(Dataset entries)

⁂

impl StoreEngine for TreeEngine {
    const NAME: &'static str = "memory";

    fn new(default_visibility: Visibility) -> Self {
        TreeEngine {
            root: BTreeMap::new(),
            root_meta: Metadata::now(default_visibility),
            default_visibility,
        }
    }

    fn write(
        &mut self,
        path: &NormalizedPath,
        contents: &[u8],
        opts: &WriteOptions,
    ) -> FsResult<()> {
        let name = Self::file_name_of(path)?;
        let vis = opts.visibility.unwrap_or(self.default_visibility);
        let dir_vis = opts.directory_visibility.unwrap_or(self.default_visibility);
        let parent = self.materialize_parent(path, dir_vis)?;
        if let Some(Node::Dir { .. }) = parent.get(&name) {
            return Err(Self::directory_conflict(path));
        }
        parent.insert(name, Node::File { content: contents.to_vec(), meta: Metadata::now(vis) });
        Ok(())
    }

    fn read(&self, path: &NormalizedPath) -> FsResult<Vec<u8>> {
        match self.node(path.segments()) {
            Some(Node::File { content, .. }) => Ok(content.clone()),
            _ => Err(FsError::file_not_found(path.as_str())),
        }
    }

    fn delete(&mut self, path: &NormalizedPath) -> FsResult<()> {
        if path.is_root() {
            return Err(Self::directory_conflict(path));
        }
        let name = Self::file_name_of(path)?;
        let segments = path.segments();
        let Some(children) = self.children_at_mut(&segments[..segments.len() - 1]) else {
            return Ok(()); // parent absent, so the file is absent: idempotent success
        };
        match children.get(&name) {
            None => Ok(()),
            Some(Node::File { .. }) => {
                children.remove(&name);
                Ok(())
            }
            Some(Node::Dir { .. }) => Err(Self::directory_conflict(path)),
        }
    }

    fn rename(
        &mut self,
        src: &NormalizedPath,
        dst: &NormalizedPath,
        opts: &WriteOptions,
    ) -> FsResult<()> {
        if src == dst {
            // still require the source to exist
            return self.node(src.segments()).map(|_| ()).map_or_else(
                || Err(FsError::file_not_found(src.as_str())),
                Ok,
            );
        }
        self.copy(src, dst, opts)?;
        let name = Self::file_name_of(src)?;
        let segments = src.segments();
        if let Some(children) = self.children_at_mut(&segments[..segments.len() - 1]) {
            children.remove(&name);
        }
        Ok(())
    }

    fn copy(
        &mut self,
        src: &NormalizedPath,
        dst: &NormalizedPath,
        opts: &WriteOptions,
    ) -> FsResult<()> {
        if src.is_root() || dst.is_root() {
            return Err(Self::directory_conflict(if src.is_root() { src } else { dst }));
        }
        // a copy landing inside its own source would clone the subtree into
        // itself and mutate the source on the way
        if dst.segments().starts_with(src.segments()) && dst.segments().len() > src.segments().len()
        {
            return Err(FsError::InvalidPath {
                path: dst.to_string(),
                reason: "destination is inside the source".to_string(),
            });
        }
        let mut node = self
            .node(src.segments())
            .cloned()
            .ok_or_else(|| FsError::file_not_found(src.as_str()))?;
        if src == dst {
            return Ok(());
        }
        if let Some(v) = opts.visibility {
            node.meta_mut().visibility = v;
        }
        node.meta_mut().mtime = Utc::now().timestamp();
        let dir_vis = opts.directory_visibility.unwrap_or(self.default_visibility);
        let name = Self::file_name_of(dst)?;
        let parent = self.materialize_parent(dst, dir_vis)?;
        parent.insert(name, node);
        Ok(())
    }

    fn file_exists(&self, path: &NormalizedPath) -> FsResult<bool> {
        if path.is_root() {
            return Ok(true);
        }
        Ok(self.node(path.segments()).is_some())
    }

    fn list_contents(&self, path: &NormalizedPath) -> FsResult<Vec<EntryInfo>> {
        let children = if path.is_root() {
            &self.root
        } else {
            match self.node(path.segments()) {
                Some(Node::Dir { children, .. }) => children,
                Some(Node::File { .. }) => {
                    return Err(FsError::NotDirectory { path: path.to_string() })
                }
                None => return Err(FsError::directory_not_found(path.as_str())),
            }
        };
        Ok(children
            .iter()
            .map(|(name, node)| EntryInfo {
                name: name.clone(),
                path: path.join(name).to_string(),
                kind: node.kind(),
                size: node.size(),
                metadata: node.meta(),
            })
            .collect())
    }

    fn create_directory(&mut self, path: &NormalizedPath, opts: &WriteOptions) -> FsResult<()> {
        if path.is_root() {
            return Ok(()); // the root always exists
        }
        let vis = opts
            .visibility
            .or(opts.directory_visibility)
            .unwrap_or(self.default_visibility);
        let dir_vis = opts.directory_visibility.unwrap_or(vis);
        let name = Self::file_name_of(path)?;
        let parent = self.materialize_parent(path, dir_vis)?;
        match parent.get(&name) {
            Some(Node::File { .. }) => Err(FsError::InvalidPath {
                path: path.to_string(),
                reason: "a file occupies this path".to_string(),
            }),
            Some(Node::Dir { .. }) => Ok(()), // idempotent
            None => {
                parent.insert(name, Node::dir(Metadata::now(vis)));
                Ok(())
            }
        }
    }

    fn delete_directory(
        &mut self,
        path: &NormalizedPath,
        opts: &DirectoryDeleteOptions,
    ) -> FsResult<()> {
        if path.is_root() {
            return Err(FsError::InvalidPath {
                path: path.to_string(),
                reason: "the root directory cannot be deleted".to_string(),
            });
        }
        match self.node(path.segments()) {
            None => return Err(FsError::directory_not_found(path.as_str())),
            Some(Node::File { .. }) => return Err(FsError::NotDirectory { path: path.to_string() }),
            Some(Node::Dir { children, .. }) => {
                if !children.is_empty() && !opts.recursive {
                    return Err(FsError::DirectoryNotEmpty { dir_path: path.to_string() });
                }
            }
        }
        let name = Self::file_name_of(path)?;
        let segments = path.segments();
        if let Some(children) = self.children_at_mut(&segments[..segments.len() - 1]) {
            children.remove(&name);
        }
        Ok(())
    }

    fn clear(&mut self) {
        self.root.clear();
        self.root_meta = Metadata::now(self.default_visibility);
    }

    fn set_visibility(&mut self, path: &NormalizedPath, visibility: Visibility) -> FsResult<()> {
        if path.is_root() {
            self.root_meta.visibility = visibility;
            return Ok(());
        }
        match self.node_mut(path.segments()) {
            Some(node) => {
                node.meta_mut().visibility = visibility;
                Ok(())
            }
            None => Err(FsError::file_not_found(path.as_str())),
        }
    }

    fn visibility(&self, path: &NormalizedPath) -> FsResult<Visibility> {
        if path.is_root() {
            return Ok(self.root_meta.visibility);
        }
        match self.node(path.segments()) {
            Some(node) => Ok(node.meta().visibility),
            None => Err(FsError::file_not_found(path.as_str())),
        }
    }

    fn stat(&self, path: &NormalizedPath) -> FsResult<EntryInfo> {
        if path.is_root() {
            return Ok(EntryInfo {
                name: ".".to_string(),
                path: ".".to_string(),
                kind: EntryKind::Directory,
                size: 0,
                metadata: self.root_meta,
            });
        }
        match self.node(path.segments()) {
            Some(node) => Ok(EntryInfo {
                name: path.file_name().unwrap_or_default().to_string(),
                path: path.to_string(),
                kind: node.kind(),
                size: node.size(),
                metadata: node.meta(),
            }),
            None => Err(FsError::file_not_found(path.as_str())),
        }
    }

    fn access(&self, path: &NormalizedPath) -> FsResult<()> {
        if self.file_exists(path)? {
            Ok(())
        } else {
            Err(FsError::file_not_found(path.as_str()))
        }
    }

    fn append(&mut self, path: &NormalizedPath, contents: &[u8]) -> FsResult<()> {
        match self.node_mut(path.segments()) {
            Some(Node::File { content, meta }) => {
                content.extend_from_slice(contents);
                meta.mtime = Utc::now().timestamp();
                Ok(())
            }
            Some(Node::Dir { .. }) => Err(Self::directory_conflict(path)),
            None => self.write(path, contents, &WriteOptions::default()),
        }
    }

    fn truncate(&mut self, path: &NormalizedPath, len: u64) -> FsResult<()> {
        match self.node_mut(path.segments()) {
            Some(Node::File { content, meta }) => {
                content.resize(len as usize, 0); // zero-pads when growing
                meta.mtime = Utc::now().timestamp();
                Ok(())
            }
            _ => Err(FsError::file_not_found(path.as_str())),
        }
    }

    fn utime(&mut self, path: &NormalizedPath, mtime: i64) -> FsResult<()> {
        if path.is_root() {
            self.root_meta.mtime = mtime;
            return Ok(());
        }
        match self.node_mut(path.segments()) {
            Some(node) => {
                node.meta_mut().mtime = mtime;
                Ok(())
            }
            None => Err(FsError::file_not_found(path.as_str())),
        }
    }

    fn export_entries(&self) -> Vec<SnapshotEntry> {
        fn walk(prefix: &str, children: &BTreeMap<String, Node>, out: &mut Vec<SnapshotEntry>) {
            for (name, node) in children {
                let path = if prefix.is_empty() {
                    name.clone()
                } else {
                    format!("{prefix}/{name}")
                };
                match node {
                    Node::File { content, meta } => out.push(SnapshotEntry {
                        path,
                        kind: EntryKind::File,
                        content: Some(content.clone()),
                        metadata: *meta,
                    }),
                    Node::Dir { children, meta } => {
                        out.push(SnapshotEntry {
                            path: path.clone(),
                            kind: EntryKind::Directory,
                            content: None,
                            metadata: *meta,
                        });
                        walk(&path, children, out);
                    }
                }
            }
        }
        let mut out = Vec::new();
        walk("", &self.root, &mut out);
        out
    }

    fn import_entries(&mut self, entries: &[SnapshotEntry]) -> FsResult<()> {
        self.clear();
        for e in entries {
            let p = normalize(&e.path)?;
            let name = Self::file_name_of(&p)?;
            let default_vis = self.default_visibility;
            let parent = self.materialize_parent(&p, default_vis)?;
            let node = match e.kind {
                EntryKind::File => Node::File {
                    content: e.content.clone().unwrap_or_default(),
                    meta: e.metadata,
                },
                EntryKind::Directory => Node::Dir { children: BTreeMap::new(), meta: e.metadata },
            };
            parent.insert(name, node);
        }
        Ok(())
    }
}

⁂

* WHAT YOU WILL DO
Count the lines above in which the string "copy" occurs, and write the number with no other text.

* WRITTEN ANSWER
3